Opening night of the first pre-Broadway run, at the Forrest Theatre in Philadelphia, was February 24, 1976. There were to have been two previews before opening night in Philadelphia, but the first preview, scheduled for Feb. 21 (a Saturday evening), was canceled. The first (and only) preview in Philadelphia was on February 23.

According to some online sources, the date of the first Broadway preview was April 21, 1976. That is incorrect. The first Broadway preview was on April 22.

Rehearsals started January 20, 1976.

The second of the two tryout runs was at the National Theatre in Washington, D.C. The website for the National Theatre gives the date of the first performance there as having been Monday, March 15, but that is is the date on which previews at the National were originally to have started. Opening night there was originally scheduled for Wednesday, March 17, 1976. But the schedule was altered. The opening was first rescheduled for March 19, and then delayed again to March 24, while changes were made. Previews started on March 18.

During the tryout run in Philadelphia, director Frank Corsaro and choreographer Donald McKayle both left the production. According to Erik Haagensen's article on the show, which was published in the Fall 1992 issue of Show Music magazine, Corsaro asked to be fired. It may well be that McKayle's departure was also voluntary.

Corsaro was replaced by Gilbert Moses, while McKayle was replaced by George Faison. Their billing, however, was perhaps a bit confusing and not altogether accurate in that they were jointly credited with the show's direction, staging and choreography. It read "Entire Production Co-Directed, Staged and Choreographed by Gilbert Moses and George Faison."

Despite the huge changes and turmoil that went on between the first performances in Philadelphia and opening night on Broadway two-and-a-half months later, the production opened on Broadway on May 4, 1976, the date that had been announced before rehearsals started.

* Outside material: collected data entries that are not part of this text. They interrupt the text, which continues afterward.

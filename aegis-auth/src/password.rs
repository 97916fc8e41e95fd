//! PBKDF2-SHA256 password hashing (spec §4.5): per-user 16-byte random
//! salt, >=100,000 iterations, 32-byte derived hash, constant-time verify.

use rand::RngCore;
use serde::{Deserialize, Serialize};
use sha2::Sha256;
use subtle::ConstantTimeEq;

pub const MIN_ITERATIONS: u32 = 100_000;
const SALT_LEN: usize = 16;
const HASH_LEN: usize = 32;

#[derive(Debug, Clone, Serialize, Deserialize, PartialEq, Eq)]
pub struct PasswordHash {
    #[serde(with = "hex_bytes")]
    pub salt: Vec<u8>,
    #[serde(with = "hex_bytes")]
    pub hash: Vec<u8>,
    pub iterations: u32,
}

impl PasswordHash {
    /// Hash `password` with a fresh random salt and `MIN_ITERATIONS` rounds.
    pub fn new(password: &str) -> Self {
        Self::with_iterations(password, MIN_ITERATIONS)
    }

    pub fn with_iterations(password: &str, iterations: u32) -> Self {
        let mut salt = vec![0u8; SALT_LEN];
        rand::thread_rng().fill_bytes(&mut salt);
        let hash = derive(password, &salt, iterations);
        Self { salt, hash, iterations }
    }

    /// Verify `password` against this hash in constant time.
    pub fn verify(&self, password: &str) -> bool {
        let candidate = derive(password, &self.salt, self.iterations);
        candidate.ct_eq(&self.hash).into()
    }
}

fn derive(password: &str, salt: &[u8], iterations: u32) -> Vec<u8> {
    let mut out = vec![0u8; HASH_LEN];
    pbkdf2::pbkdf2_hmac::<Sha256>(password.as_bytes(), salt, iterations, &mut out);
    out
}

mod hex_bytes {
    use serde::{Deserialize, Deserializer, Serializer};

    pub fn serialize<S: Serializer>(bytes: &[u8], s: S) -> Result<S::Ok, S::Error> {
        s.serialize_str(&hex::encode(bytes))
    }

    pub fn deserialize<'de, D: Deserializer<'de>>(d: D) -> Result<Vec<u8>, D::Error> {
        let s = String::deserialize(d)?;
        hex::decode(&s).map_err(serde::de::Error::custom)
    }
}

#[cfg(test)]
mod tests {
    use super::*;
    use proptest::prelude::*;

    #[test]
    fn correct_password_verifies() {
        let hash = PasswordHash::new("correct horse battery staple");
        assert!(hash.verify("correct horse battery staple"));
    }

    #[test]
    fn wrong_password_fails() {
        let hash = PasswordHash::new("correct horse battery staple");
        assert!(!hash.verify("wrong password"));
    }

    #[test]
    fn salts_are_random_across_hashes() {
        let a = PasswordHash::new("same password");
        let b = PasswordHash::new("same password");
        assert_ne!(a.salt, b.salt);
        assert_ne!(a.hash, b.hash);
    }

    #[test]
    fn enforces_minimum_iterations_by_default() {
        let hash = PasswordHash::new("x");
        assert!(hash.iterations >= MIN_ITERATIONS);
    }

    #[test]
    fn roundtrips_through_json() {
        let hash = PasswordHash::new("p");
        let json = serde_json::to_string(&hash).unwrap();
        let back: PasswordHash = serde_json::from_str(&json).unwrap();
        assert_eq!(hash, back);
    }

    proptest! {
        // verify() must agree with direct equality of the two passwords
        // for any pair the generator produces, regardless of length or
        // shared prefixes/suffixes — the constant-time compare changes
        // *how* the comparison runs, never *what* it returns.
        #[test]
        fn verify_matches_equality_for_any_two_passwords(a in ".{0,64}", b in ".{0,64}") {
            let hash = PasswordHash::with_iterations(&a, 1);
            prop_assert_eq!(hash.verify(&b), a == b);
        }
    }
}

Capitol Records had the rights to make the cast recording. It was reported in the Washington Post on May 6, 1976, two days after the opening to negative reviews (although with some praise for the music), that a spokeman for Capitol had said that they were still "very very up on doing an album." Nonetheless, no cast recording was made, which seems to have been because the authors decided that they did not want one.